* **What the exercise asks**
Line by line, copy the data below exactly.

* **Data records**
· · · · ·
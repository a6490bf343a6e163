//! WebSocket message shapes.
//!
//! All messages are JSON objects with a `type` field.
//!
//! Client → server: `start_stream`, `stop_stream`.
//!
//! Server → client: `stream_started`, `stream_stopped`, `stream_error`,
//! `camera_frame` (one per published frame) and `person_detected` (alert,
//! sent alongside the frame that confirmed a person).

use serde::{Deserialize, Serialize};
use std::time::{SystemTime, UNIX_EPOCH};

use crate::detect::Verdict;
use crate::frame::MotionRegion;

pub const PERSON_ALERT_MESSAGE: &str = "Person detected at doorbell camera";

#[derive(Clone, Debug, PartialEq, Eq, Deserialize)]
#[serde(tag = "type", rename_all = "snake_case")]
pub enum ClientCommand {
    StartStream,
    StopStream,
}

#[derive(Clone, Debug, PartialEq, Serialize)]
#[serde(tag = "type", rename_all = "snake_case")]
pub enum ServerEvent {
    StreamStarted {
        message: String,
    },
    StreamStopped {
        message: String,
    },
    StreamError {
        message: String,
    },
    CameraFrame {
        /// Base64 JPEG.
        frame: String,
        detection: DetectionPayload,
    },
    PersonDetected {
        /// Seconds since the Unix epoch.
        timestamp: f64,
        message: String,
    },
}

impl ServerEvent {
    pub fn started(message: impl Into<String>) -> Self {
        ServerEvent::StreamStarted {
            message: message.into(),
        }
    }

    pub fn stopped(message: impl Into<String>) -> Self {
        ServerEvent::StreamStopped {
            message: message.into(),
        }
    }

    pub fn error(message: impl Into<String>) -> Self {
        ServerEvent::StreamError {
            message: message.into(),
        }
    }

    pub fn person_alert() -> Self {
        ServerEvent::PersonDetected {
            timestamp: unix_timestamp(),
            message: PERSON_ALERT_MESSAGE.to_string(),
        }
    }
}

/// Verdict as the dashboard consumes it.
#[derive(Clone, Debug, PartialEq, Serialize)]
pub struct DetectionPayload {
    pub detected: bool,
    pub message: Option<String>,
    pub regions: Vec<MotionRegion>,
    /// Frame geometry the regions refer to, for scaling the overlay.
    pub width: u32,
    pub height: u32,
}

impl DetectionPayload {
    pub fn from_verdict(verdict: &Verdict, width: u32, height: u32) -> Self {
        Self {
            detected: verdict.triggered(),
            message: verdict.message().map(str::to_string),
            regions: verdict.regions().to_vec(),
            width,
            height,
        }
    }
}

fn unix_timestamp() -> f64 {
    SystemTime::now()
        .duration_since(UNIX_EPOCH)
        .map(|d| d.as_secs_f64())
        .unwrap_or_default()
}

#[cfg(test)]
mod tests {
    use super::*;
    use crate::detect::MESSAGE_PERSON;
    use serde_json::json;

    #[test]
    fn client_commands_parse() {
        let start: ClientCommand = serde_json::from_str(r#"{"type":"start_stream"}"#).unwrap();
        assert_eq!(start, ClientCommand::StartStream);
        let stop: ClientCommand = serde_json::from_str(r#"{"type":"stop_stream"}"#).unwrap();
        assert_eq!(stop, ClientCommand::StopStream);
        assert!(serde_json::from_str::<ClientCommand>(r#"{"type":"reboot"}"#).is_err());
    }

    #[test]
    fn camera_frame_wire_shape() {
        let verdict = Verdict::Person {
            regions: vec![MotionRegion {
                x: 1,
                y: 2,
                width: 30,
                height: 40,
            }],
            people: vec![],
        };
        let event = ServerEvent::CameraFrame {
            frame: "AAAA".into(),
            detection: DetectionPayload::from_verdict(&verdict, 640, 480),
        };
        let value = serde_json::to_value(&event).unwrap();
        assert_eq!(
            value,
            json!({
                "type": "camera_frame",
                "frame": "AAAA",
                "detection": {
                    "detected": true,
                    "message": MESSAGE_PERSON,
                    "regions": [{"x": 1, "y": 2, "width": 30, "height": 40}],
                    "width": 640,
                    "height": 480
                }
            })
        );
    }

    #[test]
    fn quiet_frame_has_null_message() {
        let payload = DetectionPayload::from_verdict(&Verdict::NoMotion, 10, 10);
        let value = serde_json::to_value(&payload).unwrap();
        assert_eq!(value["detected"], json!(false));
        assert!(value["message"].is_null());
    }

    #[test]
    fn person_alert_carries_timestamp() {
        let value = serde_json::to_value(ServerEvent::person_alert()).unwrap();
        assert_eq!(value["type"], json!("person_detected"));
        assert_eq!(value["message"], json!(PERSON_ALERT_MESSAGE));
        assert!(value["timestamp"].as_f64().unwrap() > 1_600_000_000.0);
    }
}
· · · · ·
* **Written solution**
repository a6490bf343a6e163
//! WebSocket message shapes.
//!
//! All messages are JSON objects with a `type` field.
//!
//! Client → server: `start_stream`, `stop_stream`.
//!
//! Server → client: `stream_started`, `stream_stopped`, `stream_error`,
//! `camera_frame` (one per published frame) and `person_detected` (alert,
//! sent alongside the frame that confirmed a person).

use serde::{Deserialize, Serialize};
use std::time::{SystemTime, UNIX_EPOCH};

use crate::detect::Verdict;
use crate::frame::MotionRegion;

pub const PERSON_ALERT_MESSAGE: &str = "Person detected at doorbell camera";

#[derive(Clone, Debug, PartialEq, Eq, Deserialize)]
#[serde(tag = "type", rename_all = "snake_case")]
pub enum ClientCommand {
    StartStream,
    StopStream,
}

#[derive(Clone, Debug, PartialEq, Serialize)]
#[serde(tag = "type", rename_all = "snake_case")]
pub enum ServerEvent {
    StreamStarted {
        message: String,
    },
    StreamStopped {
        message: String,
    },
    StreamError {
        message: String,
    },
    CameraFrame {
        /// Base64 JPEG.
        frame: String,
        detection: DetectionPayload,
    },
    PersonDetected {
        /// Seconds since the Unix epoch.
        timestamp: f64,
        message: String,
    },
}

impl ServerEvent {
    pub fn started(message: impl Into<String>) -> Self {
        ServerEvent::StreamStarted {
            message: message.into(),
        }
    }

    pub fn stopped(message: impl Into<String>) -> Self {
        ServerEvent::StreamStopped {
            message: message.into(),
        }
    }

    pub fn error(message: impl Into<String>) -> Self {
        ServerEvent::StreamError {
            message: message.into(),
        }
    }

    pub fn person_alert() -> Self {
        ServerEvent::PersonDetected {
            timestamp: unix_timestamp(),
            message: PERSON_ALERT_MESSAGE.to_string(),
        }
    }
}

/// Verdict as the dashboard consumes it.
#[derive(Clone, Debug, PartialEq, Serialize)]
pub struct DetectionPayload {
    pub detected: bool,
    pub message: Option<String>,
    pub regions: Vec<MotionRegion>,
    /// Frame geometry the regions refer to, for scaling the overlay.
    pub width: u32,
    pub height: u32,
}

impl DetectionPayload {
    pub fn from_verdict(verdict: &Verdict, width: u32, height: u32) -> Self {
        Self {
            detected: verdict.triggered(),
            message: verdict.message().map(str::to_string),
            regions: verdict.regions().to_vec(),
            width,
            height,
        }
    }
}

fn unix_timestamp() -> f64 {
    SystemTime::now()
        .duration_since(UNIX_EPOCH)
        .map(|d| d.as_secs_f64())
        .unwrap_or_default()
}

#[cfg(test)]
mod tests {
    use super::*;
    use crate::detect::MESSAGE_PERSON;
    use serde_json::json;

    #[test]
    fn client_commands_parse() {
        let start: ClientCommand = serde_json::from_str(r#"{"type":"start_stream"}"#).unwrap();
        assert_eq!(start, ClientCommand::StartStream);
        let stop: ClientCommand = serde_json::from_str(r#"{"type":"stop_stream"}"#).unwrap();
        assert_eq!(stop, ClientCommand::StopStream);
        assert!(serde_json::from_str::<ClientCommand>(r#"{"type":"reboot"}"#).is_err());
    }

    #[test]
    fn camera_frame_wire_shape() {
        let verdict = Verdict::Person {
            regions: vec![MotionRegion {
                x: 1,
                y: 2,
                width: 30,
                height: 40,
            }],
            people: vec![],
        };
        let event = ServerEvent::CameraFrame {
            frame: "AAAA".into(),
            detection: DetectionPayload::from_verdict(&verdict, 640, 480),
        };
        let value = serde_json::to_value(&event).unwrap();
        assert_eq!(
            value,
            json!({
                "type": "camera_frame",
                "frame": "AAAA",
                "detection": {
                    "detected": true,
                    "message": MESSAGE_PERSON,
                    "regions": [{"x": 1, "y": 2, "width": 30, "height": 40}],
                    "width": 640,
                    "height": 480
                }
            })
        );
    }

    #[test]
    fn quiet_frame_has_null_message() {
        let payload = DetectionPayload::from_verdict(&Verdict::NoMotion, 10, 10);
        let value = serde_json::to_value(&payload).unwrap();
        assert_eq!(value["detected"], json!(false));
        assert!(value["message"].is_null());
    }

    #[test]
    fn person_alert_carries_timestamp() {
        let value = serde_json::to_value(ServerEvent::person_alert()).unwrap();
        assert_eq!(value["type"], json!("person_detected"));
        assert_eq!(value["message"], json!(PERSON_ALERT_MESSAGE));
        assert!(value["timestamp"].as_f64().unwrap() > 1_600_000_000.0);
    }
}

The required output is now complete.